Monica menganalisis kondisi emosional Prabowo melalui suara dan gaya verbal yang digunakan. Menurut dia, intonasi dan nada bicara sangat menggambarkan kondisi emosional Prabowo dalam debat tersebut.
Salah satunya ketika dia merespons pertanyaan Capres nomor urut satu Anies Baswedan mengenai perasaannya terhadap putusan Mahkamah Konstitusi (MK) Nomor 90/PUU-XXI/2023.

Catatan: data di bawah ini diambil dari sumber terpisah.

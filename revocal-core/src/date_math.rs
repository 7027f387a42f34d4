//! Calendar arithmetic for the month grid.
//!
//! Months are zero-based (0 = January .. 11 = December) throughout the
//! widget API. Passing a month outside that range is a caller bug and
//! panics.

use chrono::{Datelike, NaiveDate, Weekday};

use crate::zone::Zone;

const DAYS_PER_MONTH: [u32; 12] = [31, 28, 31, 30, 31, 30, 31, 31, 30, 31, 30, 31];

/// Offsets used by Sakamoto's day-of-week method, indexed by zero-based month.
const SAKAMOTO: [i64; 12] = [0, 3, 2, 5, 0, 3, 5, 1, 4, 6, 2, 4];

fn check_month(month: u32) {
    assert!(month < 12, "month {month} out of range (0..=11)");
}

/// Gregorian leap year: divisible by 4, except centuries not divisible by 400.
pub fn is_leap_year(year: i32) -> bool {
    year % 4 == 0 && (year % 100 != 0 || year % 400 == 0)
}

/// Number of days in `month` of `year`.
///
/// # Panics
///
/// Panics if `month > 11`.
pub fn days_in_month(year: i32, month: u32) -> u32 {
    check_month(month);
    if month == 1 && is_leap_year(year) {
        29
    } else {
        DAYS_PER_MONTH[month as usize]
    }
}

/// Weekday of the first day of the month, 0 = Sunday .. 6 = Saturday.
fn first_weekday_from_sunday(year: i32, month: u32) -> u32 {
    let y = if month < 2 { year as i64 - 1 } else { year as i64 };
    let dow = y + y.div_euclid(4) - y.div_euclid(100) + y.div_euclid(400) + SAKAMOTO[month as usize] + 1;
    dow.rem_euclid(7) as u32
}

/// Grid column (0..=6) of the first day of the month when the grid's
/// first column is `week_start`.
///
/// With a Sunday start this is the plain weekday index, 0 = Sunday.
///
/// # Panics
///
/// Panics if `month > 11`.
pub fn first_weekday_offset(year: i32, month: u32, week_start: Weekday) -> u32 {
    check_month(month);
    let first = first_weekday_from_sunday(year, month);
    (first + 7 - week_start.num_days_from_sunday()) % 7
}

/// Whether `timestamp_millis` falls on the given day, using the date as
/// seen in `zone` (not millisecond truncation).
///
/// # Panics
///
/// Panics if `month > 11`.
pub fn is_same_day(timestamp_millis: i64, zone: &Zone, year: i32, month: u32, day: u32) -> bool {
    check_month(month);
    zone.date_of_millis(timestamp_millis)
        .is_some_and(|date| matches_date(date, year, month, day))
}

/// Whether the given day equals `today`, usually [`Zone::today`].
pub fn is_today_at(day: u32, month: u32, year: i32, today: NaiveDate) -> bool {
    check_month(month);
    matches_date(today, year, month, day)
}

fn matches_date(date: NaiveDate, year: i32, month: u32, day: u32) -> bool {
    date.year() == year && date.month0() == month && date.day() == day
}

/// Convert a widget date into a `NaiveDate`, if it denotes a real day.
pub fn to_naive(year: i32, month: u32, day: u32) -> Option<NaiveDate> {
    NaiveDate::from_ymd_opt(year, month.checked_add(1)?, day)
}

#[cfg(test)]
mod tests {
    use super::*;
    use chrono::{DateTime, Utc};

    #[test]
    fn test_february_lengths() {
        assert_eq!(days_in_month(2024, 1), 29);
        assert_eq!(days_in_month(1900, 1), 28);
        assert_eq!(days_in_month(2000, 1), 29);
        assert_eq!(days_in_month(2023, 1), 28);
    }

    #[test]
    fn test_days_in_month_matches_chrono_for_many_years() {
        for year in 1590..2430 {
            for month in 0..12 {
                let first = NaiveDate::from_ymd_opt(year, month + 1, 1).unwrap();
                let next = if month == 11 {
                    NaiveDate::from_ymd_opt(year + 1, 1, 1).unwrap()
                } else {
                    NaiveDate::from_ymd_opt(year, month + 2, 1).unwrap()
                };
                let expected = (next - first).num_days() as u32;
                assert_eq!(days_in_month(year, month), expected, "{year}-{month}");
            }
        }
    }

    #[test]
    #[should_panic(expected = "out of range")]
    fn test_invalid_month_panics() {
        days_in_month(2024, 12);
    }

    #[test]
    fn test_december_2024_starts_on_sunday() {
        assert_eq!(first_weekday_offset(2024, 11, Weekday::Sun), 0);
        assert_eq!(first_weekday_offset(2024, 11, Weekday::Mon), 6);
    }

    #[test]
    fn test_first_weekday_offset_matches_chrono() {
        for year in [1899, 1900, 1970, 2000, 2023, 2024, 2100] {
            for month in 0..12 {
                let first = NaiveDate::from_ymd_opt(year, month + 1, 1).unwrap();
                assert_eq!(
                    first_weekday_offset(year, month, Weekday::Sun),
                    first.weekday().num_days_from_sunday(),
                    "{year}-{month}"
                );
                assert_eq!(
                    first_weekday_offset(year, month, Weekday::Mon),
                    first.weekday().num_days_from_monday(),
                    "{year}-{month}"
                );
            }
        }
    }

    #[test]
    fn test_last_millisecond_of_day_stays_on_that_day() {
        let zones = [
            Zone::Named(chrono_tz::America::New_York),
            Zone::Named(chrono_tz::Europe::Berlin),
            Zone::Named(chrono_tz::Asia::Kolkata),
            Zone::Named(chrono_tz::Pacific::Auckland),
            Zone::Named(chrono_tz::UTC),
        ];
        // Includes days adjacent to DST switches in the northern and southern hemispheres
        let days = [(2024, 2, 10), (2024, 2, 31), (2024, 10, 3), (2024, 3, 7), (2024, 8, 29)];

        for zone in &zones {
            for &(year, month, day) in &days {
                let date = to_naive(year, month, day).unwrap();
                let millis = zone.millis_at(date, 23, 59, 59, 999).unwrap();
                assert!(is_same_day(millis, zone, year, month, day), "{zone} {date}");
                let next = date.succ_opt().unwrap();
                assert!(!is_same_day(millis, zone, next.year(), next.month0(), next.day()));
            }
        }
    }

    #[test]
    fn test_same_day_depends_on_zone() {
        // 2024-12-20T03:00:00Z is still Dec 19 in New York
        let instant: DateTime<Utc> = "2024-12-20T03:00:00Z".parse().unwrap();
        let millis = instant.timestamp_millis();
        let ny = Zone::Named(chrono_tz::America::New_York);
        let utc = Zone::Named(chrono_tz::UTC);
        assert!(is_same_day(millis, &ny, 2024, 11, 19));
        assert!(is_same_day(millis, &utc, 2024, 11, 20));
    }

    #[test]
    fn test_is_today_at() {
        let today = NaiveDate::from_ymd_opt(2026, 10, 14).unwrap();
        assert!(is_today_at(14, 9, 2026, today));
        assert!(!is_today_at(14, 10, 2026, today));
        assert!(!is_today_at(15, 9, 2026, today));
    }

    #[test]
    fn test_to_naive_rejects_overflowing_day() {
        assert!(to_naive(2024, 1, 30).is_none());
        assert_eq!(to_naive(2024, 1, 29), NaiveDate::from_ymd_opt(2024, 2, 29));
    }
}
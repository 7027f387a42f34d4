//! Error types for the revocal core.

use thiserror::Error;

/// Errors that can occur in calendar operations.
#[derive(Error, Debug)]
pub enum CalendarError {
    #[error("Configuration error: {0}")]
    Config(String),

    #[error("Unknown language '{0}'")]
    UnknownLanguage(String),

    #[error("Unknown timezone '{0}'")]
    UnknownTimezone(String),

    #[error("Day {day} is out of range (1..={max})")]
    DayOutOfRange { day: u32, max: u32 },

    #[error("Month {0} is out of range (0..=11)")]
    InvalidMonth(u32),

    #[error("Year {year} moved by {delta} is out of range")]
    YearOutOfRange { year: i32, delta: i32 },

    #[error("Event index {index} is out of range ({count} events on this day)")]
    EventOutOfRange { index: usize, count: usize },

    #[error("Action '{0}' is disabled by configuration")]
    ActionDisabled(&'static str),

    #[error("No event is selected")]
    NoEventSelected,

    #[error("IO error: {0}")]
    Io(#[from] std::io::Error),

    #[error("Serialization error: {0}")]
    Serialization(String),
}

/// Result type alias for calendar operations.
pub type CalendarResult<T> = Result<T, CalendarError>;
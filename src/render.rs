//! Terminal rendering for widget snapshots.
//!
//! This module provides extension traits that turn revocal-core snapshots
//! into colored terminal output using owo_colors.

use owo_colors::OwoColorize;
use revocal_core::snapshot::{CalendarSnapshot, DayCell, DetailView, GridView, SidebarView};

/// Extension trait for TUI rendering with colors.
pub trait Render {
    fn render(&self) -> String;
}

/// Characters per grid cell, including the event marker.
const CELL_WIDTH: usize = 4;

impl Render for DayCell {
    fn render(&self) -> String {
        let number = format!("{:>2}", self.day);
        let number = if self.selected {
            number.reversed().to_string()
        } else if self.today {
            number.underline().to_string()
        } else {
            number
        };
        let marker = if self.has_event { "•".yellow().to_string() } else { " ".to_string() };

        format!("{number}{marker} ")
    }
}

impl Render for GridView {
    fn render(&self) -> String {
        let mut lines = Vec::new();

        let header: Vec<String> = self
            .weekdays
            .iter()
            .map(|d| format!("{:<width$}", d, width = CELL_WIDTH))
            .collect();
        lines.push(header.concat().bold().to_string());

        let mut row = " ".repeat(self.offset as usize * CELL_WIDTH);
        let mut column = self.offset as usize;
        for cell in &self.days {
            row.push_str(&cell.render());
            column += 1;
            if column == 7 {
                lines.push(std::mem::take(&mut row));
                column = 0;
            }
        }
        if !row.is_empty() {
            lines.push(row);
        }

        lines.join("\n")
    }
}

impl Render for SidebarView {
    fn render(&self) -> String {
        let mut lines = vec![format!("‹ {} ›", self.year.bold())];
        for month in &self.months {
            if month.current {
                lines.push(format!("  {}", month.label.reversed()));
            } else {
                lines.push(format!("  {}", month.label));
            }
        }
        lines.join("\n")
    }
}

impl Render for DetailView {
    fn render(&self) -> String {
        let mut lines = Vec::new();

        let title = self.title.clone().unwrap_or_else(|| "-".to_string());
        match &self.add_event_label {
            Some(add) => lines.push(format!("{}  [{}]", title.bold(), add)),
            None => lines.push(title.bold().to_string()),
        }

        if self.events.is_empty() {
            lines.push(format!("  {}", self.empty_label.dimmed()));
        }
        for row in &self.events {
            let name = if row.selected {
                row.name.reversed().to_string()
            } else {
                row.name.clone()
            };
            let mut line = format!("  {} {}", row.time_label.dimmed(), name);
            if let Some(extra) = &row.extra {
                line.push_str(&format!(" ({})", extra.text));
            }
            if let Some(delete) = &row.delete_label {
                line.push_str(&format!("  [{}]", delete.red()));
            }
            lines.push(line);
        }

        lines.join("\n")
    }
}

impl Render for CalendarSnapshot {
    fn render(&self) -> String {
        let mut sections = Vec::new();

        let month = self
            .sidebar
            .months
            .iter()
            .find(|m| m.current)
            .map(|m| m.label.as_str())
            .unwrap_or_default();
        sections.push(format!("{} {}", month.bold(), self.date.year));

        if self.sidebar.panel.open {
            sections.push(self.sidebar.render());
        }
        sections.push(self.grid.render());
        if self.detail.panel.open {
            sections.push(self.detail.render());
        }

        let mut mode = Vec::new();
        if self.layout.floating {
            mode.push("floating");
        }
        if self.layout.forced_single_panel {
            mode.push("single-panel");
        }
        if !mode.is_empty() {
            sections.push(format!("({})", mode.join(", ")).dimmed().to_string());
        }

        sections.join("\n\n")
    }
}
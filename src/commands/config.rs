use std::path::PathBuf;

use anyhow::Result;
use owo_colors::OwoColorize;
use revocal_core::config::RevocalConfig;

pub fn run(config: Option<PathBuf>) -> Result<()> {
    let config_path = match config {
        Some(path) => path,
        None => RevocalConfig::config_path()?,
    };

    let created = !config_path.exists();
    if created {
        RevocalConfig::create_default_config(&config_path)?;
    }
    let loaded = RevocalConfig::load(&config_path)?;

    println!("{}", "Paths".bold());
    println!(
        "  Config:     {}{}",
        config_path.display(),
        if created { " (created)".green().to_string() } else { String::new() }
    );
    println!(
        "  Events:     {}",
        loaded
            .events_path()
            .map(|p| p.display().to_string())
            .unwrap_or_else(|| "(none)".dimmed().to_string())
    );

    println!("{}", "Calendar".bold());
    let languages = loaded.calendar.languages();
    println!(
        "  Language:   {} (available: {})",
        loaded.calendar.lang,
        languages.codes().join(", ")
    );
    println!("  Timezone:   {}", loaded.calendar.zone()?);
    println!("  Week start: {}", loaded.calendar.week_start);
    println!(
        "  Panels:     sidebar {}px, detail {}px",
        loaded.calendar.sidebar_width, loaded.calendar.detail_width
    );

    Ok(())
}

Menurut Anies, putusan MK yang memuluskan jalan Gibran sebagai Cawapres cacat hukum karena Anwar Usman dinyatakan melakukan pelanggaran etika berat oleh Majelis Kehormatan Mahkamah Konstitusi (MKMK) pada 7 November lalu.
BACA JUGA:
“Prabowo menggunakan suara bawah untuk merespons ketika Anies menanyakan perihal perasaannya terhadap putusan MK. Beliau mengatakan ‘Mas Anies, Mas Anies’ lalu respons suara ke Ganjar ‘come on Mas Ganjar’ kemudian ‘sorry ye, sorry ye’, hal ini mengindikasikan keterlibatan emosi kemarahan yang dalam,” jelas Monica, dikutip Antara.
Kecemasan juga terlihat di raut Prabowo Subianto saat Ganjar Pranowo menanyakan soal kasus pelanggaran HAM berat seperti peristiwa 1965, penembakan misterius, peristiwa Talangsari Lampung 1989, penghilangan paksa, sampai peristiwa Wamena kepada Prabowo.
“Dalam konteks pertanyaan yang disampaikan Ganjar Pranowo mengenai pelanggaran HAM, walaupun secara verbal ditanggapi Prabowo dengan santai dan taktis, namun bahasa nonverbalnya mengungkapkan kecemasan, terlihat ia mengusap wajah dengan tisu,” tutur Monica.